▶ _TASK INSTRUCTIONS_: Count up the lines below that hold "when", then give that count by itself.

+===+

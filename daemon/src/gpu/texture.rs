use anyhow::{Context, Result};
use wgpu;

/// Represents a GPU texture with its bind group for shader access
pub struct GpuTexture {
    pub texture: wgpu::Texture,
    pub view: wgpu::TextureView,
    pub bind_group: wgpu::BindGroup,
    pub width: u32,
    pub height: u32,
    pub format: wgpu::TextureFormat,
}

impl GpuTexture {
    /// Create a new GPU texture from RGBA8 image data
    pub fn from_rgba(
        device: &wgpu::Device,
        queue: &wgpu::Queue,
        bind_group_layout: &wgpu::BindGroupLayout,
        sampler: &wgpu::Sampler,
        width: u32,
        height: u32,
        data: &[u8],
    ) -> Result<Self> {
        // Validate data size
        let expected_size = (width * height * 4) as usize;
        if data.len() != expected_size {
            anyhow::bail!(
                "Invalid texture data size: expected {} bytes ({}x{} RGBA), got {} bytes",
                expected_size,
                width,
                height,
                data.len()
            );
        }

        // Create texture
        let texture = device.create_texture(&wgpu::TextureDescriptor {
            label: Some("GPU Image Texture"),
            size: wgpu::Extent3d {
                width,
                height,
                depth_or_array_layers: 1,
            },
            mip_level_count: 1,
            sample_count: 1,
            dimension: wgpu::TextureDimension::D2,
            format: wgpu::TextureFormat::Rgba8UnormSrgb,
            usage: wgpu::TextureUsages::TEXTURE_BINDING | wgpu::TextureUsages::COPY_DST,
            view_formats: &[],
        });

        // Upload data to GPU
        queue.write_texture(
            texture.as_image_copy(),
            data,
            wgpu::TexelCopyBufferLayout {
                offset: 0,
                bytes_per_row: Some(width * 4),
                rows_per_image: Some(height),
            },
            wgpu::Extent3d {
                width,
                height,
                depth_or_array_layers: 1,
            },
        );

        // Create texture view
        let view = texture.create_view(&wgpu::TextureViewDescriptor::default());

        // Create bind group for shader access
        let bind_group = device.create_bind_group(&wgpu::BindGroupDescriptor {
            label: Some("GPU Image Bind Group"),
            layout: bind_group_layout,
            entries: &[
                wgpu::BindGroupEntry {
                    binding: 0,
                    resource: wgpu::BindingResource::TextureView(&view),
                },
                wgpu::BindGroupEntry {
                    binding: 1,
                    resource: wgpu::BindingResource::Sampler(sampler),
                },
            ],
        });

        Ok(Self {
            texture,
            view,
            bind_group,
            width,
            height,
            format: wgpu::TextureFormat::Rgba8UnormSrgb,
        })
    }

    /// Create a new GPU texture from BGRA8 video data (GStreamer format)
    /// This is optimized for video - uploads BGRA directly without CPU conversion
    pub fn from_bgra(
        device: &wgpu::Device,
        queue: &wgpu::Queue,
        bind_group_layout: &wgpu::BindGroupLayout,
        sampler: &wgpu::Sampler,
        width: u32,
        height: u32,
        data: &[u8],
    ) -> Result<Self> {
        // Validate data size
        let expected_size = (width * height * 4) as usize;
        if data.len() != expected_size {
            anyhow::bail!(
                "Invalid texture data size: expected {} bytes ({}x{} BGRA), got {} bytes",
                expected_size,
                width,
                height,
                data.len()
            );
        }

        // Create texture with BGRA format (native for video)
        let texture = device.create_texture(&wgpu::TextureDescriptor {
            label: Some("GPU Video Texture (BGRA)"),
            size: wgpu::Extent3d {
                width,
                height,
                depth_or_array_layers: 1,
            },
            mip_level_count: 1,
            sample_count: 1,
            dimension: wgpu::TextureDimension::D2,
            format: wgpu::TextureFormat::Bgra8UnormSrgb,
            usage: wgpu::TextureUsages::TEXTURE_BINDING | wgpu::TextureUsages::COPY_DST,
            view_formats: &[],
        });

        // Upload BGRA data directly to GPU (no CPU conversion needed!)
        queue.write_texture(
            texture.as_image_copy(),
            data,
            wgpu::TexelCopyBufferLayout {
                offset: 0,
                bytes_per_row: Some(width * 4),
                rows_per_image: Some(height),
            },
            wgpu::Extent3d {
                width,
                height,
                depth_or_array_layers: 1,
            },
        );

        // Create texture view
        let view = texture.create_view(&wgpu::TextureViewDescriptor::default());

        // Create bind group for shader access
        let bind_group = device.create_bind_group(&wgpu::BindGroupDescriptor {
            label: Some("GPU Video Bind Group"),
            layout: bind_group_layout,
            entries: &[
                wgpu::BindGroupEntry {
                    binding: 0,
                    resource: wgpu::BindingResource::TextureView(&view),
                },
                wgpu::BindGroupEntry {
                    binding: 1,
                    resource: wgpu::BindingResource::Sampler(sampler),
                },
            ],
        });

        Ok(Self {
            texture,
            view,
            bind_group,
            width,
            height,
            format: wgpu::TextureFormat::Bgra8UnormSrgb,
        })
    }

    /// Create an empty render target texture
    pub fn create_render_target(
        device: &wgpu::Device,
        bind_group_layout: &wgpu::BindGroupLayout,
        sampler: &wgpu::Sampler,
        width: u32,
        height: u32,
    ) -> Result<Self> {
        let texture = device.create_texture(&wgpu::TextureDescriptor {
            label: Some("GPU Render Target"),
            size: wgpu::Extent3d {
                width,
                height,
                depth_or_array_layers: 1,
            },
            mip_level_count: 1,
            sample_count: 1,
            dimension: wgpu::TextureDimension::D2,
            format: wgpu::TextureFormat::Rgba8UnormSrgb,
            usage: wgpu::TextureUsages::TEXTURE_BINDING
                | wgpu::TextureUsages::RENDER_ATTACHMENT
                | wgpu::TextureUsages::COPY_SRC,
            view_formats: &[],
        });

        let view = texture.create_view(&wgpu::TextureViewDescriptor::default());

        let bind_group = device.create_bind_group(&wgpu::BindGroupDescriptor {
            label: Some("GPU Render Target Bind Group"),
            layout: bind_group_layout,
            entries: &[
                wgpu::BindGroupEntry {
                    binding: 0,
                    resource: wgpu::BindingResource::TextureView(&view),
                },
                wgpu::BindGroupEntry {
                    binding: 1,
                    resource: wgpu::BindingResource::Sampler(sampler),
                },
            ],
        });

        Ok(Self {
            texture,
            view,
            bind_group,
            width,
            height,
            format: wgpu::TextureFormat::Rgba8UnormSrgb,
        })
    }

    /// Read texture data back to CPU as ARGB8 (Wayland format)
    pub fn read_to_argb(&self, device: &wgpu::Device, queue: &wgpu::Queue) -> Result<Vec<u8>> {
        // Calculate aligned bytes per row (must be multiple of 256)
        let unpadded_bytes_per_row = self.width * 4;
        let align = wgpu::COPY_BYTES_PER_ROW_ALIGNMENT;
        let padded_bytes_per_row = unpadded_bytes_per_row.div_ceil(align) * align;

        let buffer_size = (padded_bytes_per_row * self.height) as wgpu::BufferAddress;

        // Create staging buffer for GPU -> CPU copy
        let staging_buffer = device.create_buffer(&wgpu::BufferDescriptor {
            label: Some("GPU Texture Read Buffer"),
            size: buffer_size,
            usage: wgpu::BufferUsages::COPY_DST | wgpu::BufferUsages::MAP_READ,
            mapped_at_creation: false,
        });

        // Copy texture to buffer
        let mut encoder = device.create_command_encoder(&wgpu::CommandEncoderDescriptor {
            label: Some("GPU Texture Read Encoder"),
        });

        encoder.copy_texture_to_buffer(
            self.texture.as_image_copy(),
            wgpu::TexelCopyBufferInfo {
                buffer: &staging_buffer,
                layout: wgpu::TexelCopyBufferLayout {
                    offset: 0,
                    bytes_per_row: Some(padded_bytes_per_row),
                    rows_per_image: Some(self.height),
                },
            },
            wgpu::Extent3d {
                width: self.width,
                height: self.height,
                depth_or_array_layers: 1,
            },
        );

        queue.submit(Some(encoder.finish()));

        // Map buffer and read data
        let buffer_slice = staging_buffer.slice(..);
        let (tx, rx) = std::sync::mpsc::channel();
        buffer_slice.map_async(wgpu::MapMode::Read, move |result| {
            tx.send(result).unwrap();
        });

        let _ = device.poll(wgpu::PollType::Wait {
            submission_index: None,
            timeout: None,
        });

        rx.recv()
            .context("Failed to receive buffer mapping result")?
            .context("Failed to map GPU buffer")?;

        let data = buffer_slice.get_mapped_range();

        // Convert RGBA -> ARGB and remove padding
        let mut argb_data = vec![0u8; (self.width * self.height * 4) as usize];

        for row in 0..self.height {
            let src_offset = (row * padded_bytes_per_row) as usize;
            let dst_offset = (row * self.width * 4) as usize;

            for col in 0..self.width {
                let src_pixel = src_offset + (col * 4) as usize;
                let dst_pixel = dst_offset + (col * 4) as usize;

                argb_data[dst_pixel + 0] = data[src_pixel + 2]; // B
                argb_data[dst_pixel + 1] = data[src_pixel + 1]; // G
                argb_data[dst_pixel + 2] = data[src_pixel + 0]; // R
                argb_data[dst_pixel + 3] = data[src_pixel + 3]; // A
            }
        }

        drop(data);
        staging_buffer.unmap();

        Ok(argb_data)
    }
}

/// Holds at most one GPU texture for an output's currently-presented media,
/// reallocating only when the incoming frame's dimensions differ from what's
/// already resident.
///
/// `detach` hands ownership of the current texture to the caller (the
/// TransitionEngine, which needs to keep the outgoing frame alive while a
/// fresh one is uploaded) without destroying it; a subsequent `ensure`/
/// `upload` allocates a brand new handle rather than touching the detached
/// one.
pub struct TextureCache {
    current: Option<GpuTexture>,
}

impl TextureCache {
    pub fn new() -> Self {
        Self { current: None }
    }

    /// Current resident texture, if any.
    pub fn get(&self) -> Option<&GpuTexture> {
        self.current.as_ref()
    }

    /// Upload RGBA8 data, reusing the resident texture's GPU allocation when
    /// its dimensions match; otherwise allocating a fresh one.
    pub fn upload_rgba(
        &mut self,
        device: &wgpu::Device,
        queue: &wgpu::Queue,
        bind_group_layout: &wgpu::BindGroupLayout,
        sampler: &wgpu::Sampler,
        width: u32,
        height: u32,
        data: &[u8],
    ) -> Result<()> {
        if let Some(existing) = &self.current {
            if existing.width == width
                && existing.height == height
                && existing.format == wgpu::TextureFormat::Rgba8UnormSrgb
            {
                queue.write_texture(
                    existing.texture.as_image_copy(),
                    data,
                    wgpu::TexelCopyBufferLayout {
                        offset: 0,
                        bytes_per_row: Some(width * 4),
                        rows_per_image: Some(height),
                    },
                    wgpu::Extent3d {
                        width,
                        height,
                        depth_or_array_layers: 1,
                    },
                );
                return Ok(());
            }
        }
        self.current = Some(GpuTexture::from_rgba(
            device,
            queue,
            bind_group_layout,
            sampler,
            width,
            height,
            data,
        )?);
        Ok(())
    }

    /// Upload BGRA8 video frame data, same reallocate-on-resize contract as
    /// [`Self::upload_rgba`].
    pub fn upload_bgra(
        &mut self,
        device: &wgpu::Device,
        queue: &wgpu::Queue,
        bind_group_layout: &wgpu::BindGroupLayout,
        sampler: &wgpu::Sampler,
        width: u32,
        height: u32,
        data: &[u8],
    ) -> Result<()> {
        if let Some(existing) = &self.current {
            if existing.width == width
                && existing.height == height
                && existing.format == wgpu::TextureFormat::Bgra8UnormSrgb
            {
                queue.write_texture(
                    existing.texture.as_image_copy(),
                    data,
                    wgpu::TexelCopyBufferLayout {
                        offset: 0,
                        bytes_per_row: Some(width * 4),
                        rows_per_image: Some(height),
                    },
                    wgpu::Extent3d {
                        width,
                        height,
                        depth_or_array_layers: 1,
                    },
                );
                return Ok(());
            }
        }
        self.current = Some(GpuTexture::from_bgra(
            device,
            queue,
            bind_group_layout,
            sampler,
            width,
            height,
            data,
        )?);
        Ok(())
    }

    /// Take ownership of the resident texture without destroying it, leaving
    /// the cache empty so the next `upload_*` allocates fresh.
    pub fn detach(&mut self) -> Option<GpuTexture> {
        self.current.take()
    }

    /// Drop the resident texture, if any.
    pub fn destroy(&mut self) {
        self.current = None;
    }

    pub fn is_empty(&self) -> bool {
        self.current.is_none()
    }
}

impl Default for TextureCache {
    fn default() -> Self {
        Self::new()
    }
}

+===+

▶ _ANSWER BOX_: 2